Given entries =
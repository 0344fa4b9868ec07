//! Descriptor pipeline: cache lookup, concurrent fetch, tool build, persist.

use std::sync::Arc;

use gadget_cache::{DescriptorMap, MetadataStore};
use gadget_manager::GadgetManager;
use gadget_primitives::Environment;
use gadget_tools::ToolDescriptor;
use tracing::{debug, info, warn};

use crate::builder::GadgetToolBuilder;
use crate::discovery::DiscoveredGadget;
use crate::fetcher::{FetchConfig, InfoFetcher};

/// Produces functional gadget tools for a set of discovered gadgets.
pub struct GadgetCatalog {
    manager: Arc<dyn GadgetManager>,
    store: Arc<dyn MetadataStore>,
    environment: Environment,
    fetcher: InfoFetcher,
    builder: GadgetToolBuilder,
}

impl std::fmt::Debug for GadgetCatalog {
    fn fmt(&self, f: &mut std::fmt::Formatter<'_>) -> std::fmt::Result {
        f.debug_struct("GadgetCatalog")
            .field("environment", &self.environment)
            .field("fetcher", &self.fetcher)
            .finish_non_exhaustive()
    }
}

impl GadgetCatalog {
    /// Creates a catalog backed by `manager` and persisted in `store`.
    #[must_use]
    pub fn new(
        manager: Arc<dyn GadgetManager>,
        store: Arc<dyn MetadataStore>,
        environment: Environment,
        fetch: FetchConfig,
    ) -> Self {
        Self {
            fetcher: InfoFetcher::new(Arc::clone(&manager), fetch),
            builder: GadgetToolBuilder::new(Arc::clone(&manager), environment),
            manager,
            store,
            environment,
        }
    }

    /// Resolves descriptors for `gadgets`, reusing the cache saved for the
    /// current backend version and saving the refreshed set afterwards.
    ///
    /// Version, cache and persistence failures are logged and never fail the
    /// round.
    pub async fn descriptors(&self, gadgets: &[DiscoveredGadget]) -> DescriptorMap {
        let version = match self.manager.get_version().await {
            Ok(version) => version,
            Err(err) => {
                warn!(error = %err, "could not get gadget manager version, proceeding without cache");
                String::new()
            }
        };

        let cached = match self.store.load(&version, self.environment).await {
            Ok(cached) => cached,
            Err(err) => {
                debug!(error = %err, "no valid cache found, proceeding without cache");
                DescriptorMap::new()
            }
        };
        if cached.is_empty() {
            info!("fetching gadget information without cache, initial load may take several seconds");
        }

        let descriptors = self
            .fetcher
            .fetch_all(gadgets.iter().map(|gadget| &gadget.image), &cached)
            .await;

        if let Err(err) = self.store.save(&version, self.environment, &descriptors).await {
            warn!(error = %err, "could not save cache");
        }
        descriptors
    }

    /// Builds one functional tool per resolvable gadget.
    pub async fn tools(&self, gadgets: &[DiscoveredGadget]) -> Vec<ToolDescriptor> {
        let descriptors = self.descriptors(gadgets).await;
        self.builder.build_all(&descriptors)
    }
}
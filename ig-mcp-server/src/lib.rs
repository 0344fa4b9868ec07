//! Inspektor Gadget tools for MCP servers.
//!
//! This facade bundles the workspace crates behind feature flags. With the
//! `server` feature it also provides [`Server`], which assembles the gadget
//! manager, descriptor cache and tool registry from a [`config::ServerConfig`]
//! and serves the published catalog to a protocol layer.

#![warn(missing_docs, clippy::pedantic)]

/// Shared primitives.
pub use gadget_primitives as primitives;

/// Gadget execution and result governing (enabled by `manager` feature).
#[cfg(feature = "manager")]
pub use gadget_manager as manager;

/// Descriptor cache (enabled by `cache` feature).
#[cfg(feature = "cache")]
pub use gadget_cache as cache;

/// Tool descriptors and registry (enabled by `tools` feature).
#[cfg(feature = "tools")]
pub use gadget_tools as tools;

/// Discovery, tool building and lifecycle tools (enabled by `kernel` feature).
#[cfg(feature = "kernel")]
pub use gadget_kernel as kernel;

/// Configuration (enabled by `config` feature).
#[cfg(feature = "config")]
pub use gadget_config as config;

/// Tracing setup (enabled by `telemetry` feature).
#[cfg(feature = "telemetry")]
pub use gadget_telemetry as telemetry;

#[cfg(feature = "server")]
mod error;
#[cfg(feature = "server")]
mod server;

#[cfg(feature = "server")]
pub use error::{ServerError, ServerResult};
#[cfg(feature = "server")]
pub use server::{Server, ServerBuilder};
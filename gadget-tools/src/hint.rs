//! Read-only capability marker.

use serde::{Deserialize, Serialize};

/// Whether invoking a tool changes state outside the server.
///
/// Only [`ReadOnlyHint::Mutating`] tools are hidden from a read-only
/// registry; unmarked tools stay visible.
#[derive(Clone, Copy, Debug, Default, Eq, Hash, PartialEq, Serialize, Deserialize)]
#[serde(rename_all = "snake_case")]
pub enum ReadOnlyHint {
    /// The tool only observes.
    ReadOnly,
    /// The tool changes cluster or backend state.
    Mutating,
    /// The tool makes no claim either way.
    #[default]
    Unspecified,
}

impl ReadOnlyHint {
    /// Returns the protocol annotation value, `None` when unspecified.
    #[must_use]
    pub const fn as_annotation(self) -> Option<bool> {
        match self {
            Self::ReadOnly => Some(true),
            Self::Mutating => Some(false),
            Self::Unspecified => None,
        }
    }

    /// Returns `true` if a read-only registry may expose the tool.
    #[must_use]
    pub const fn visible_in_read_only(self) -> bool {
        !matches!(self, Self::Mutating)
    }
}

impl From<Option<bool>> for ReadOnlyHint {
    fn from(value: Option<bool>) -> Self {
        match value {
            Some(true) => Self::ReadOnly,
            Some(false) => Self::Mutating,
            None => Self::Unspecified,
        }
    }
}

#[cfg(test)]
mod tests {
    use super::*;

    #[test]
    fn annotation_round_trips_through_option() {
        for hint in [ReadOnlyHint::ReadOnly, ReadOnlyHint::Mutating, ReadOnlyHint::Unspecified] {
            assert_eq!(ReadOnlyHint::from(hint.as_annotation()), hint);
        }
        assert!(ReadOnlyHint::Unspecified.visible_in_read_only());
        assert!(!ReadOnlyHint::Mutating.visible_in_read_only());
    }
}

Work instruction =
All lines in the records that contain "cached" are to be copied and returned.

Answer box =
        let cached = match self.store.load(&version, self.environment).await {
            Ok(cached) => cached,
        if cached.is_empty() {
            .fetch_all(gadgets.iter().map(|gadget| &gadget.image), &cached)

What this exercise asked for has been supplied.